§ **WORK ITEM**: Take each line of the data that contains the string "only" and copy it.

§ **THE RECORDS**:
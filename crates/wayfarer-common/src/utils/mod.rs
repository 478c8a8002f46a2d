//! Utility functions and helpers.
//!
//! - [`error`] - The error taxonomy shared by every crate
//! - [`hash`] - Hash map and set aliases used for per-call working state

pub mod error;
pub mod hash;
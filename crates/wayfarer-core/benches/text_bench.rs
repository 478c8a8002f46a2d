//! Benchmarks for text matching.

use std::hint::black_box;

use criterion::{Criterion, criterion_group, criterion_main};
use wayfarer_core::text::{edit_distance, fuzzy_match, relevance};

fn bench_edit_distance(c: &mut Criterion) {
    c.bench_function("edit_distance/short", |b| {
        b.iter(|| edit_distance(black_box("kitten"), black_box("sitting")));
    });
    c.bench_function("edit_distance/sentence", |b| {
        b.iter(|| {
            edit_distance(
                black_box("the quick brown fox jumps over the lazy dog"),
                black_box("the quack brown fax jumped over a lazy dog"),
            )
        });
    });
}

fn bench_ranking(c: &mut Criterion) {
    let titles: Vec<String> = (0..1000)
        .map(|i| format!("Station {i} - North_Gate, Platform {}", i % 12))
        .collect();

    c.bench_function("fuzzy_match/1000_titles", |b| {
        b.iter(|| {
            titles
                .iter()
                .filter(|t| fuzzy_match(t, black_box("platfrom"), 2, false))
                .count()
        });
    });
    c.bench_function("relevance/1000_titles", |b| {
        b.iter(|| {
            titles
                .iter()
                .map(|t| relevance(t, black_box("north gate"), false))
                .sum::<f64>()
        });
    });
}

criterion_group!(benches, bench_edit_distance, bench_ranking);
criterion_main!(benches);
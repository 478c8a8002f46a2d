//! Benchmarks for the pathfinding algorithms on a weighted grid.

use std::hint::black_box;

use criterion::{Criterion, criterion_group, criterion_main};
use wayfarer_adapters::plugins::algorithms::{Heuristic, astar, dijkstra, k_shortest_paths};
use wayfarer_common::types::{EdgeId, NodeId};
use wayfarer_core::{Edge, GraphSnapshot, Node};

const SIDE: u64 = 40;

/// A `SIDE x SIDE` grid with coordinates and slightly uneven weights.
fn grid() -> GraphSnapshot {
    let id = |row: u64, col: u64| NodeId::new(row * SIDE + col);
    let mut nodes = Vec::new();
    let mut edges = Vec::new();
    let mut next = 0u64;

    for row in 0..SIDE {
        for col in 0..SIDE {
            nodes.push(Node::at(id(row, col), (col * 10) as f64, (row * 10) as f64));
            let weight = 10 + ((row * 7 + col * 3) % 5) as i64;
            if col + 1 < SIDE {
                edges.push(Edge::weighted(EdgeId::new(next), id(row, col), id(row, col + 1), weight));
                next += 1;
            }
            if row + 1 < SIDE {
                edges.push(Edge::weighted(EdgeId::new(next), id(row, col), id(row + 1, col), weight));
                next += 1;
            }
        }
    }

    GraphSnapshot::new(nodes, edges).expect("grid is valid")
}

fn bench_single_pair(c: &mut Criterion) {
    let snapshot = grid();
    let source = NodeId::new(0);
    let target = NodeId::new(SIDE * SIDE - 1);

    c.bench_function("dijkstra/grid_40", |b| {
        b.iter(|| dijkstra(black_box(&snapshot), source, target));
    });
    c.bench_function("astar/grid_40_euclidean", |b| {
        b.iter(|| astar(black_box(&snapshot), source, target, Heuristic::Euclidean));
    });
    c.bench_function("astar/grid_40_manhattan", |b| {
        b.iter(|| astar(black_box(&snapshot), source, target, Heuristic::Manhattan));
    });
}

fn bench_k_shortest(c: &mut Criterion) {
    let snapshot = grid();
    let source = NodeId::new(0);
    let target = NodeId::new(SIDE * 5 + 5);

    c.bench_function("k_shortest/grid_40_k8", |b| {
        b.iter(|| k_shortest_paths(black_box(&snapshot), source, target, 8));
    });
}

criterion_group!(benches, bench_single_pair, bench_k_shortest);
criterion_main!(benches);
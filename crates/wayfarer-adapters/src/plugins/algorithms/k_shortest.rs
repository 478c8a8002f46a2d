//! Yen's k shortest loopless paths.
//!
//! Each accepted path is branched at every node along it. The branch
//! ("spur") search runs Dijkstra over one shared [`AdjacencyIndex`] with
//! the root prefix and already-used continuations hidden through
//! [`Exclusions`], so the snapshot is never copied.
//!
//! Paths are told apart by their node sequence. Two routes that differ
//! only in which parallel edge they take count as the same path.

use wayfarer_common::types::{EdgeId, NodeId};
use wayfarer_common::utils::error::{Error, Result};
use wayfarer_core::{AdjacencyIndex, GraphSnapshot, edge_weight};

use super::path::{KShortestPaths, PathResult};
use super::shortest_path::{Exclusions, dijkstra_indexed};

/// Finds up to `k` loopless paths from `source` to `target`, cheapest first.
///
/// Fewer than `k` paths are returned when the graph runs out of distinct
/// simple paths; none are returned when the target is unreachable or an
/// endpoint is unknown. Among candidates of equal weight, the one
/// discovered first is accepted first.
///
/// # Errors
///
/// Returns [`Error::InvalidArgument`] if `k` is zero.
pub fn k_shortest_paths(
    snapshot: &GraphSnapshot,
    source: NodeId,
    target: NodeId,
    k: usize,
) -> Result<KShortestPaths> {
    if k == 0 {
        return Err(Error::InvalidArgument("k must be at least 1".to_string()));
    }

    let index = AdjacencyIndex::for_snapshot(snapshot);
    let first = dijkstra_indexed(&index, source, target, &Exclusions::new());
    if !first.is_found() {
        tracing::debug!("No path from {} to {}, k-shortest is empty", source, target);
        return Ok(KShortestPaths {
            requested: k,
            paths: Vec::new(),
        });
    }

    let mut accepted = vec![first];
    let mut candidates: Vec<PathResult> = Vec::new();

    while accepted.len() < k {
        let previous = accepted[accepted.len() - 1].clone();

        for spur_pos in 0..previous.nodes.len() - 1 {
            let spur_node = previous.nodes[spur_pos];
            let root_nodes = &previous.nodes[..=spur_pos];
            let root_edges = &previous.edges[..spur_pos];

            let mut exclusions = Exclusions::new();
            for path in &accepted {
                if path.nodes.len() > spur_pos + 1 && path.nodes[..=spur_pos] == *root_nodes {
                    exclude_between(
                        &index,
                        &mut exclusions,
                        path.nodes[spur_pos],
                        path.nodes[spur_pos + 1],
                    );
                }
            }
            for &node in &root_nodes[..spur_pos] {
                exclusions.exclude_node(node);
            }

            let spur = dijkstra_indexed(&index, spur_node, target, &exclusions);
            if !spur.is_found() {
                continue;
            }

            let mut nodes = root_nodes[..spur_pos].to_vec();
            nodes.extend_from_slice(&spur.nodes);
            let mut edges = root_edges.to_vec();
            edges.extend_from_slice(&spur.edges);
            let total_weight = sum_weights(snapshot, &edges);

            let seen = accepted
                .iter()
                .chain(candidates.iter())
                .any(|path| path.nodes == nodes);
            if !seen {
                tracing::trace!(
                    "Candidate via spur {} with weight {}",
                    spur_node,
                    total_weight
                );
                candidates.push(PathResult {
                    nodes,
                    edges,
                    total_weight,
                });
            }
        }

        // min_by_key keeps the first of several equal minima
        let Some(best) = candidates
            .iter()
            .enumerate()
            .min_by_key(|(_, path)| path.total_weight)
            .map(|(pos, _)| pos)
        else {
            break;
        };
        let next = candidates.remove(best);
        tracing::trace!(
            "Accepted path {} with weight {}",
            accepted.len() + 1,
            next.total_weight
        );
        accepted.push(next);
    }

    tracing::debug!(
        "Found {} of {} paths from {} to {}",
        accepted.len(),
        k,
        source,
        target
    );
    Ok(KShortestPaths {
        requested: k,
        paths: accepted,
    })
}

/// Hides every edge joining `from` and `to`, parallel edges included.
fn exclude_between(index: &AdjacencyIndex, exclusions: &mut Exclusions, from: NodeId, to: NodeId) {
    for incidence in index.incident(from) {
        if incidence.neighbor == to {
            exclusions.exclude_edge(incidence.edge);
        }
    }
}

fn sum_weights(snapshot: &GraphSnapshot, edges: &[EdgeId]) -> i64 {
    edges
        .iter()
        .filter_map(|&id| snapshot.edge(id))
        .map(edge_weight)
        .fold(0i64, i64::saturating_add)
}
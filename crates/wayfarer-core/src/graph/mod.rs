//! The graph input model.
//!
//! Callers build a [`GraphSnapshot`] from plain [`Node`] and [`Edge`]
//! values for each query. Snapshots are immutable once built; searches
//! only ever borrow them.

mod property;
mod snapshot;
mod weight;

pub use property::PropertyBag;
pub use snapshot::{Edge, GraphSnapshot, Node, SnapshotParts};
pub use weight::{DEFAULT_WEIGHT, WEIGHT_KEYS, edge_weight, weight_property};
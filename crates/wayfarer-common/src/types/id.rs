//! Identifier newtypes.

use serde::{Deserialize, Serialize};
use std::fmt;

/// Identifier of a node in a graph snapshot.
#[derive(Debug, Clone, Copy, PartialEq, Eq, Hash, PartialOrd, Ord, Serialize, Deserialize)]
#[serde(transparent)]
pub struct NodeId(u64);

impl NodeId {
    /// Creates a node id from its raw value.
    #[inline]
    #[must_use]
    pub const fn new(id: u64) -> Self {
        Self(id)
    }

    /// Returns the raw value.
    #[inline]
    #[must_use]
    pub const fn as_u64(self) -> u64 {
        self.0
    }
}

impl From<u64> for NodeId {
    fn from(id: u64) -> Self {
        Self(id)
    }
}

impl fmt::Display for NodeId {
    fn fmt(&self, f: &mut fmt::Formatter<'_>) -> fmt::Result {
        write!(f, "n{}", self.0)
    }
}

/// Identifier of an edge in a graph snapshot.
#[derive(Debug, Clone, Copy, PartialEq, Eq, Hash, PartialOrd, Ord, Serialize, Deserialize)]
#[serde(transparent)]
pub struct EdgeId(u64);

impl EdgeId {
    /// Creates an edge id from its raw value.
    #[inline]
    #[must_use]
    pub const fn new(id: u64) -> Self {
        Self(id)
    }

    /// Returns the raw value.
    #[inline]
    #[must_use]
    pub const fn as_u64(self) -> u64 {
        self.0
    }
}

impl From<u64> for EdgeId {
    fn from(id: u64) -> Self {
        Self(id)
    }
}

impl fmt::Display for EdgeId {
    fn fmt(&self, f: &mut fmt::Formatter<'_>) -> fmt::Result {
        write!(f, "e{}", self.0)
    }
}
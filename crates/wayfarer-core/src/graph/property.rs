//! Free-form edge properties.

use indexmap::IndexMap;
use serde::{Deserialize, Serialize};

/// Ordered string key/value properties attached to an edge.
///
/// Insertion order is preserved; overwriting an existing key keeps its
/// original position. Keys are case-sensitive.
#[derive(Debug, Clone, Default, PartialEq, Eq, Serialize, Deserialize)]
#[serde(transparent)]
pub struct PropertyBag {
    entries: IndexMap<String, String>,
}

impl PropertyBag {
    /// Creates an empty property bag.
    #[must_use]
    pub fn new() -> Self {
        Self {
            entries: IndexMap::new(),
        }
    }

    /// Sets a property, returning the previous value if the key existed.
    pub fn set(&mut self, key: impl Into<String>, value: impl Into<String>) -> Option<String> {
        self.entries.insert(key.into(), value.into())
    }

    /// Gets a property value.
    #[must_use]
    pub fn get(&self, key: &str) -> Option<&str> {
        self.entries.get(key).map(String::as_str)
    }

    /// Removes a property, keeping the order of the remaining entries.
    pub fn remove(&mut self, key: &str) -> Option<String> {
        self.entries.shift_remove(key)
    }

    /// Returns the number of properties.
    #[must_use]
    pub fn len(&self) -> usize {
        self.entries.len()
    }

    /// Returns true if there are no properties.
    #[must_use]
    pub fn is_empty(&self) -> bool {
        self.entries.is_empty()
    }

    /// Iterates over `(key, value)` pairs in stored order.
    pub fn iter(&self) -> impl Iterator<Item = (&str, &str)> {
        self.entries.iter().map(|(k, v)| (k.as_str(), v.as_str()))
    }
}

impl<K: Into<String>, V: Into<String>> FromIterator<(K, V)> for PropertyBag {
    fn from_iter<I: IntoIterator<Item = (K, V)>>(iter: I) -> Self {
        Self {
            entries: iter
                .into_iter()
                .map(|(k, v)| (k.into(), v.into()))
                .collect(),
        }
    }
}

§ **OUTPUT**:
//! only in which parallel edge they take count as the same path.
//! only ever borrow them.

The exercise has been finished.